Орда с 1320 года официально примкнула к «миру ислама», сохраняя, конечно, религиозную автономию для вассальных этносов. Московское же княжество при Иване Калите начало тяготеть к православному фундаментализму, что ли, и очень быстро Москва стала превращаться в государство совершенно утопическое, полукоммунистическое-полутеократическое, потому что власть московских митрополитов и старцев вроде Сергия Радонежского часто пользовалась бо́льшим авторитетом, нежели власть самого московского князя; монахи жили общежитиями, все эти обычаи передавались миру, были, по-видимому, какие-то «пограничные» люди вроде Пересвета и Осляби, полумонахи-полувоины, мало чем отличающиеся в этом смысле от суфиев или тамплиеров, – словом, это были очень боевые и пассионарные ребята с твердым взглядом на жизнь, безо всякой либеральщины, которая в Литве и в Орде цвела в те времена буйным цветом. Несколько десятилетий эти три силы в Восточной Европе были приблизительно равны по своему потенциалу и находились в состоянии динамического равновесия.

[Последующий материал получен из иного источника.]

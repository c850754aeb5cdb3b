// File: src/interpreter/effects/mod.rs
//
// Effect built-ins: the I/O surface a script can reach. The evaluator
// hands every call it does not reserve for itself to `handle`, which
// checks arity and argument types and forwards to the owning handler.

pub mod alert;
pub mod clipboard;
pub mod console;
pub mod logger;

pub use alert::{Alert, AlertResponse};
pub use clipboard::Clipboard;
pub use console::Console;
pub use logger::Logger;

use crate::errors::Error;

use super::value::Value;

/// The effect handlers owned by one interpreter instance.
#[derive(Default)]
pub struct Effects {
    pub console: Console,
    pub logger: Logger,
    pub clipboard: Clipboard,
    pub alert: Alert,
}

impl Effects {
    pub fn new() -> Self {
        Effects {
            console: Console::new(),
            logger: Logger::new(),
            clipboard: Clipboard::new(),
            alert: Alert::new(),
        }
    }
}

fn expect_arity(name: &str, args: &[Value], count: usize) -> Result<(), Box<Error>> {
    if args.len() != count {
        let noun = match count {
            0 => "no arguments".to_string(),
            1 => "1 argument".to_string(),
            n => format!("{} arguments", n),
        };
        return Err(Error::arity(format!("{}() expects {}", name, noun)));
    }
    Ok(())
}

fn string_arg<'a>(name: &str, args: &'a [Value], idx: usize) -> Result<&'a str, Box<Error>> {
    match args.get(idx) {
        Some(Value::Str(s)) => Ok(s),
        _ => Err(Error::type_error(format!("{}() expects a string argument", name))),
    }
}

/// Run an effect built-in. Returns `None` if `name` is not an effect
/// built-in so the evaluator can try the user function registry.
pub fn handle(
    effects: &mut Effects,
    name: &str,
    args: &[Value],
) -> Option<Result<Value, Box<Error>>> {
    let result = match name {
        "print" => expect_arity("print", args, 1).map(|_| {
            effects.console.print(&args[0].to_string());
            Value::Null
        }),
        "setLog" => expect_arity("setLog", args, 1)
            .and_then(|_| string_arg("setLog", args, 0).map(|s| s.to_string()))
            .map(|path| Value::Bool(effects.logger.set_log(&path))),
        "log" => expect_arity("log", args, 1)
            .and_then(|_| effects.logger.log(&args[0].to_string()))
            .map(|_| Value::Null),
        "clipboard_isText" => expect_arity("clipboard_isText", args, 0)
            .map(|_| Value::Bool(effects.clipboard.is_text())),
        "clipboard_read" => expect_arity("clipboard_read", args, 0)
            .map(|_| Value::Str(effects.clipboard.read())),
        "clipboard_write" => expect_arity("clipboard_write", args, 1)
            .and_then(|_| string_arg("clipboard_write", args, 0).map(|s| s.to_string()))
            .map(|text| Value::Bool(effects.clipboard.write(&text))),
        "showAlertOK" => expect_arity("showAlertOK", args, 2).map(|_| {
            effects.alert.show_ok(&args[0].to_string(), &args[1].to_string());
            Value::Null
        }),
        "showAlert" => expect_arity("showAlert", args, 2).map(|_| {
            Value::Bool(effects.alert.show_ok_cancel(&args[0].to_string(), &args[1].to_string()))
        }),
        "showAlertYesNoCancel" => expect_arity("showAlertYesNoCancel", args, 2).map(|_| {
            Value::Int(effects.alert.show_yes_no_cancel(&args[0].to_string(), &args[1].to_string()))
        }),
        _ => return None,
    };
    Some(result)
}

#[cfg(test)]
mod tests {
    use super::*;
    use std::sync::{Arc, Mutex};

    #[test]
    fn print_stringifies_and_appends_newline() {
        let mut effects = Effects::new();
        let sink = Arc::new(Mutex::new(Vec::new()));
        effects.console.set_output(sink.clone());

        let result = handle(&mut effects, "print", &[Value::Int(14)]).unwrap().unwrap();
        assert_eq!(result, Value::Null);
        assert_eq!(String::from_utf8(sink.lock().unwrap().clone()).unwrap(), "14\n");
    }

    #[test]
    fn unknown_names_fall_through() {
        let mut effects = Effects::new();
        assert!(handle(&mut effects, "definitely_not_builtin", &[]).is_none());
    }

    #[test]
    fn print_arity_is_enforced() {
        let mut effects = Effects::new();
        let err = handle(&mut effects, "print", &[]).unwrap().unwrap_err();
        assert_eq!(err.kind, crate::errors::ErrorKind::Arity);
        assert_eq!(err.message, "print() expects 1 argument");
    }

    #[test]
    fn set_log_requires_a_string() {
        let mut effects = Effects::new();
        let err = handle(&mut effects, "setLog", &[Value::Int(3)]).unwrap().unwrap_err();
        assert_eq!(err.kind, crate::errors::ErrorKind::Type);
    }

    #[test]
    fn log_before_set_log_is_a_runtime_error() {
        let mut effects = Effects::new();
        let err =
            handle(&mut effects, "log", &[Value::Str("msg".into())]).unwrap().unwrap_err();
        assert_eq!(err.kind, crate::errors::ErrorKind::Runtime);
    }

    #[test]
    fn scripted_alert_results_reach_the_caller() {
        let mut effects = Effects::new();
        effects.alert.push_response(AlertResponse::Ok);
        let args = [Value::Str("title".into()), Value::Str("message".into())];

        let result = handle(&mut effects, "showAlert", &args).unwrap().unwrap();
        assert_eq!(result, Value::Bool(true));

        let result = handle(&mut effects, "showAlertYesNoCancel", &args).unwrap().unwrap();
        assert_eq!(result, Value::Int(2));
    }
}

И вот здесь-то случилась пандемия. Началась она с того, что у ордынского хана Джанибека случилась стычка с генуэзскими колониями в Крыму: если вкратце, то Джанибеку не понравилась работорговля, которой итальянцы активно занимались. Поэтому хан осадил Каффу (Феодосию). Взять крепость татары не могли, а потому начали забрасывать катапультами за стены тела умерших от чумы. Это биологическое оружие не помогло – Каффа устояла, но «так случилось, – пишет современник, – что среди тех, кто сбежал из Каффы на кораблях, было несколько моряков, которые были заражены ядовитой болезнью. Некоторые корабли пришли в Геную, другие отправились в Венецию и в другие христианские страны». Эта неудачная осада и запустила цепную реакцию под названием «черная смерть», ставшую, как известно, поводом к написанию «Декамерона» Боккаччо. Из Италии чума проникла в другие западноевропейские страны, выкосив треть всего населения – около 24 млн человек: болезнь поразила даже жителей Гренландии. Пройдя по кругу, чума через скандинавские страны попала в Псков и Новгород, а оттуда – и в Москву, где ее жертвой стал князь Симеон Гордый. Депопуляция была страшная: в некоторых русских городах вообще не осталось жителей – настолько всё было плачевно.

Но именно эта пандемия и стала невольным толчком к развитию Московского государства. Пассионарные люди просто быстрее восстановили хозяйство, наладили быт, церковные службы и т. д. А вот Орда почему-то начала стремительно разваливаться: в 1357 году Джанибек был убит собственным сыном. Это вызвало гражданскую войну («великую замятню», как пишет русский летописец). Немногим лучше были дела в Литве, которая тоже начала упускать из рук повестку дня: в частности, избранный при поддержке литовского князя Ольгерда митрополит Киприан поехал почему-то не в Киев или Вильно, а в Москву. Ну т. е. это такие малозаметные мелочи, которые не всякий историк вообще будет учитывать: подумаешь, политика, суета. А это не суета – это естественный отбор.

Москва переиграла Орду и Литву совершенно естественной поступью, просто шаг был быстрее и четче, и в результате эта полукоммунистическая теократия вырвалась вперед, в то время как два других игрока на шаг отстали. Это и стало ядром того, что мы сейчас называем Россией. Опять же, это не повод писать: не было бы чумы – не было бы и России. Россия была бы всё равно, просто темп игры был бы другой, истории пришлось бы придумывать другие обстоятельства, какую-нибудь гражданскую войну, например, которая избавила бы молодую Москву от старославянского багажа, или эмиграцию, или инквизицию. Вот что было бы. Вот как работает история.

Фото: EPA/Vostock-photo Борис Мячин

Пандемия – это всегда передел, перестройка, перелом. Это смена давно отживших этнополитических форм. Эта перестройка не всегда очевидна, она не обязательно выражается в демонстрациях или бунтах. Но она показывает уровень эволюционной пластичности, способности быстро реагировать на изменившиеся требования истории. Если ты не можешь дать адекватного ответа на такой системный сдвиг, ты обязательно выпадешь из игры, тебя вытолкают невидимые колесики и пружинки. COVID-19 ничем не лучше и не хуже «испанки» или бубонной чумы. Это просто вызов, индикатор. Можно сломаться и забиться в угол в надежде, что всё вернется на круги своя. Но это иллюзия. Старый мир уже не вернется. Никогда.